WHAT THE TASK REQUIRES — This task is to restate all of the entries exactly.

DATA SUPPLIED —
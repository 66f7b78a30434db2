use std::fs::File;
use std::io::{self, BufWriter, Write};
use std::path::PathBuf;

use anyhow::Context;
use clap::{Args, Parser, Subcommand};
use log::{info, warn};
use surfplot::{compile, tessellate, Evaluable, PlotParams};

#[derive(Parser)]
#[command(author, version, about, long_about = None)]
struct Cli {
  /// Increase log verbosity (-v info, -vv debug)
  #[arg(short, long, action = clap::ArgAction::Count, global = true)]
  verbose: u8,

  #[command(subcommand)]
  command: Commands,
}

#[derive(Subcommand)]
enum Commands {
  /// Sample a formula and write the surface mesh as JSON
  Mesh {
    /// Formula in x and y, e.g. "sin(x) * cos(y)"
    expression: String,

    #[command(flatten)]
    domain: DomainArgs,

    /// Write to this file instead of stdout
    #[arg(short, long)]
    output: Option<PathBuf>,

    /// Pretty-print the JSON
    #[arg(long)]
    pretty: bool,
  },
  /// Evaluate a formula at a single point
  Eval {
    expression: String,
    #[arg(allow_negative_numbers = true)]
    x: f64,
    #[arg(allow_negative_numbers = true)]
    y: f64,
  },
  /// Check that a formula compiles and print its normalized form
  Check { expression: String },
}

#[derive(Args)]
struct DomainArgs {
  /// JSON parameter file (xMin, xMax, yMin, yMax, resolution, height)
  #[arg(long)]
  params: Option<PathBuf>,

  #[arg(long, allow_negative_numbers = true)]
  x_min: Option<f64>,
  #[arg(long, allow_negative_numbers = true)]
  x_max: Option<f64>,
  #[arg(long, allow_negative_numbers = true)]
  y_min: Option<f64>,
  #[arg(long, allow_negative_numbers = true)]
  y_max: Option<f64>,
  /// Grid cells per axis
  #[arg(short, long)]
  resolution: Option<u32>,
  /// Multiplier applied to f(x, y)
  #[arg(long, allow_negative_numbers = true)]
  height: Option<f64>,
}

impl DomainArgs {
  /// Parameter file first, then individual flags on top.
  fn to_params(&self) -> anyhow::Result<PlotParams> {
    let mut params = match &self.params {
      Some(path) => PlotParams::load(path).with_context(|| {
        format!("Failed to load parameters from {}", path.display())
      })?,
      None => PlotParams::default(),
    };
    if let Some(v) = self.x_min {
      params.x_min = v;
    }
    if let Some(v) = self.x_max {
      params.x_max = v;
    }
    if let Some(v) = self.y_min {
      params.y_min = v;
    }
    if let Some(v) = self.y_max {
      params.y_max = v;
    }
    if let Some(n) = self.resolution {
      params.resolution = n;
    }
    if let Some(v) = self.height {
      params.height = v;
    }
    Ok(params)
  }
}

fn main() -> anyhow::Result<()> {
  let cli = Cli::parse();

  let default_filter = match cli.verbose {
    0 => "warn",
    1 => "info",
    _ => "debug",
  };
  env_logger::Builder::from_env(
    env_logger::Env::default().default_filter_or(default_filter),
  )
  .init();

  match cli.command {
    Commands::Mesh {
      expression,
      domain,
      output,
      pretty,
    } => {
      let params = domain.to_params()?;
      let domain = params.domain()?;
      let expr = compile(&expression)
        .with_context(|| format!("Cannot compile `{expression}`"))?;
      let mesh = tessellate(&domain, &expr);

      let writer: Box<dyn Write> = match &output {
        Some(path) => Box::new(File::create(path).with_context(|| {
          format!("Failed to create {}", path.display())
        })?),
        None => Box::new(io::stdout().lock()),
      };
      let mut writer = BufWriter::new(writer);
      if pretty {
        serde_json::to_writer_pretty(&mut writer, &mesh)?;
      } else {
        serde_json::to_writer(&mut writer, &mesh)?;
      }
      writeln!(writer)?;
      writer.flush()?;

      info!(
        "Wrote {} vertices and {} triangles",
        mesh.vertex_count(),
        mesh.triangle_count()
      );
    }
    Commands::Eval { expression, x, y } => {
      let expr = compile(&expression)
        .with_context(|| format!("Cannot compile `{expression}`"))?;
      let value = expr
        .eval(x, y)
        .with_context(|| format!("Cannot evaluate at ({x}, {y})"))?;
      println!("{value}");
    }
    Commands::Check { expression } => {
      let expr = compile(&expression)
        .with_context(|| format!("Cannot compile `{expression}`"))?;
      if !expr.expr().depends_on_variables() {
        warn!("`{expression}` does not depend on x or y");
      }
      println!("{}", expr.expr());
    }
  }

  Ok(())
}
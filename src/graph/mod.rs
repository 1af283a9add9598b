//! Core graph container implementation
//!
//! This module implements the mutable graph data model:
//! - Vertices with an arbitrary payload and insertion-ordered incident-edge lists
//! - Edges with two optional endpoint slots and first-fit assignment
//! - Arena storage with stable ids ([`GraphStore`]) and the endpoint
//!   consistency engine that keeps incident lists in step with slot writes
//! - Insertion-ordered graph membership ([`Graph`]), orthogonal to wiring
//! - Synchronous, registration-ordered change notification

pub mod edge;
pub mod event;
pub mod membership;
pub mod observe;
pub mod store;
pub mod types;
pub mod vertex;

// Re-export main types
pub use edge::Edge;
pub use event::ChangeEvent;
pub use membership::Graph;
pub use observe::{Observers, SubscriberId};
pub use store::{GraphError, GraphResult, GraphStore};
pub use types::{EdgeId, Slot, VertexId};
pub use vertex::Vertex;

SOLUTION —
repository 66f7b78a30434db2
use std::fs::File;
use std::io::{self, BufWriter, Write};
use std::path::PathBuf;

use anyhow::Context;
use clap::{Args, Parser, Subcommand};
use log::{info, warn};
use surfplot::{compile, tessellate, Evaluable, PlotParams};

#[derive(Parser)]
#[command(author, version, about, long_about = None)]
struct Cli {
  /// Increase log verbosity (-v info, -vv debug)
  #[arg(short, long, action = clap::ArgAction::Count, global = true)]
  verbose: u8,

  #[command(subcommand)]
  command: Commands,
}

#[derive(Subcommand)]
enum Commands {
  /// Sample a formula and write the surface mesh as JSON
  Mesh {
    /// Formula in x and y, e.g. "sin(x) * cos(y)"
    expression: String,

    #[command(flatten)]
    domain: DomainArgs,

    /// Write to this file instead of stdout
    #[arg(short, long)]
    output: Option<PathBuf>,

    /// Pretty-print the JSON
    #[arg(long)]
    pretty: bool,
  },
  /// Evaluate a formula at a single point
  Eval {
    expression: String,
    #[arg(allow_negative_numbers = true)]
    x: f64,
    #[arg(allow_negative_numbers = true)]
    y: f64,
  },
  /// Check that a formula compiles and print its normalized form
  Check { expression: String },
}

#[derive(Args)]
struct DomainArgs {
  /// JSON parameter file (xMin, xMax, yMin, yMax, resolution, height)
  #[arg(long)]
  params: Option<PathBuf>,

  #[arg(long, allow_negative_numbers = true)]
  x_min: Option<f64>,
  #[arg(long, allow_negative_numbers = true)]
  x_max: Option<f64>,
  #[arg(long, allow_negative_numbers = true)]
  y_min: Option<f64>,
  #[arg(long, allow_negative_numbers = true)]
  y_max: Option<f64>,
  /// Grid cells per axis
  #[arg(short, long)]
  resolution: Option<u32>,
  /// Multiplier applied to f(x, y)
  #[arg(long, allow_negative_numbers = true)]
  height: Option<f64>,
}

impl DomainArgs {
  /// Parameter file first, then individual flags on top.
  fn to_params(&self) -> anyhow::Result<PlotParams> {
    let mut params = match &self.params {
      Some(path) => PlotParams::load(path).with_context(|| {
        format!("Failed to load parameters from {}", path.display())
      })?,
      None => PlotParams::default(),
    };
    if let Some(v) = self.x_min {
      params.x_min = v;
    }
    if let Some(v) = self.x_max {
      params.x_max = v;
    }
    if let Some(v) = self.y_min {
      params.y_min = v;
    }
    if let Some(v) = self.y_max {
      params.y_max = v;
    }
    if let Some(n) = self.resolution {
      params.resolution = n;
    }
    if let Some(v) = self.height {
      params.height = v;
    }
    Ok(params)
  }
}

fn main() -> anyhow::Result<()> {
  let cli = Cli::parse();

  let default_filter = match cli.verbose {
    0 => "warn",
    1 => "info",
    _ => "debug",
  };
  env_logger::Builder::from_env(
    env_logger::Env::default().default_filter_or(default_filter),
  )
  .init();

  match cli.command {
    Commands::Mesh {
      expression,
      domain,
      output,
      pretty,
    } => {
      let params = domain.to_params()?;
      let domain = params.domain()?;
      let expr = compile(&expression)
        .with_context(|| format!("Cannot compile `{expression}`"))?;
      let mesh = tessellate(&domain, &expr);

      let writer: Box<dyn Write> = match &output {
        Some(path) => Box::new(File::create(path).with_context(|| {
          format!("Failed to create {}", path.display())
        })?),
        None => Box::new(io::stdout().lock()),
      };
      let mut writer = BufWriter::new(writer);
      if pretty {
        serde_json::to_writer_pretty(&mut writer, &mesh)?;
      } else {
        serde_json::to_writer(&mut writer, &mesh)?;
      }
      writeln!(writer)?;
      writer.flush()?;

      info!(
        "Wrote {} vertices and {} triangles",
        mesh.vertex_count(),
        mesh.triangle_count()
      );
    }
    Commands::Eval { expression, x, y } => {
      let expr = compile(&expression)
        .with_context(|| format!("Cannot compile `{expression}`"))?;
      let value = expr
        .eval(x, y)
        .with_context(|| format!("Cannot evaluate at ({x}, {y})"))?;
      println!("{value}");
    }
    Commands::Check { expression } => {
      let expr = compile(&expression)
        .with_context(|| format!("Cannot compile `{expression}`"))?;
      if !expr.expr().depends_on_variables() {
        warn!("`{expression}` does not depend on x or y");
      }
      println!("{}", expr.expr());
    }
  }

  Ok(())
}
filename src/graph/mod.rs
repository 1af283a9add9598b
//! Core graph container implementation
//!
//! This module implements the mutable graph data model:
//! - Vertices with an arbitrary payload and insertion-ordered incident-edge lists
//! - Edges with two optional endpoint slots and first-fit assignment
//! - Arena storage with stable ids ([`GraphStore`]) and the endpoint
//!   consistency engine that keeps incident lists in step with slot writes
//! - Insertion-ordered graph membership ([`Graph`]), orthogonal to wiring
//! - Synchronous, registration-ordered change notification

pub mod edge;
pub mod event;
pub mod membership;
pub mod observe;
pub mod store;
pub mod types;
pub mod vertex;

// Re-export main types
pub use edge::Edge;
pub use event::ChangeEvent;
pub use membership::Graph;
pub use observe::{Observers, SubscriberId};
pub use store::{GraphError, GraphResult, GraphStore};
pub use types::{EdgeId, Slot, VertexId};
pub use vertex::Vertex;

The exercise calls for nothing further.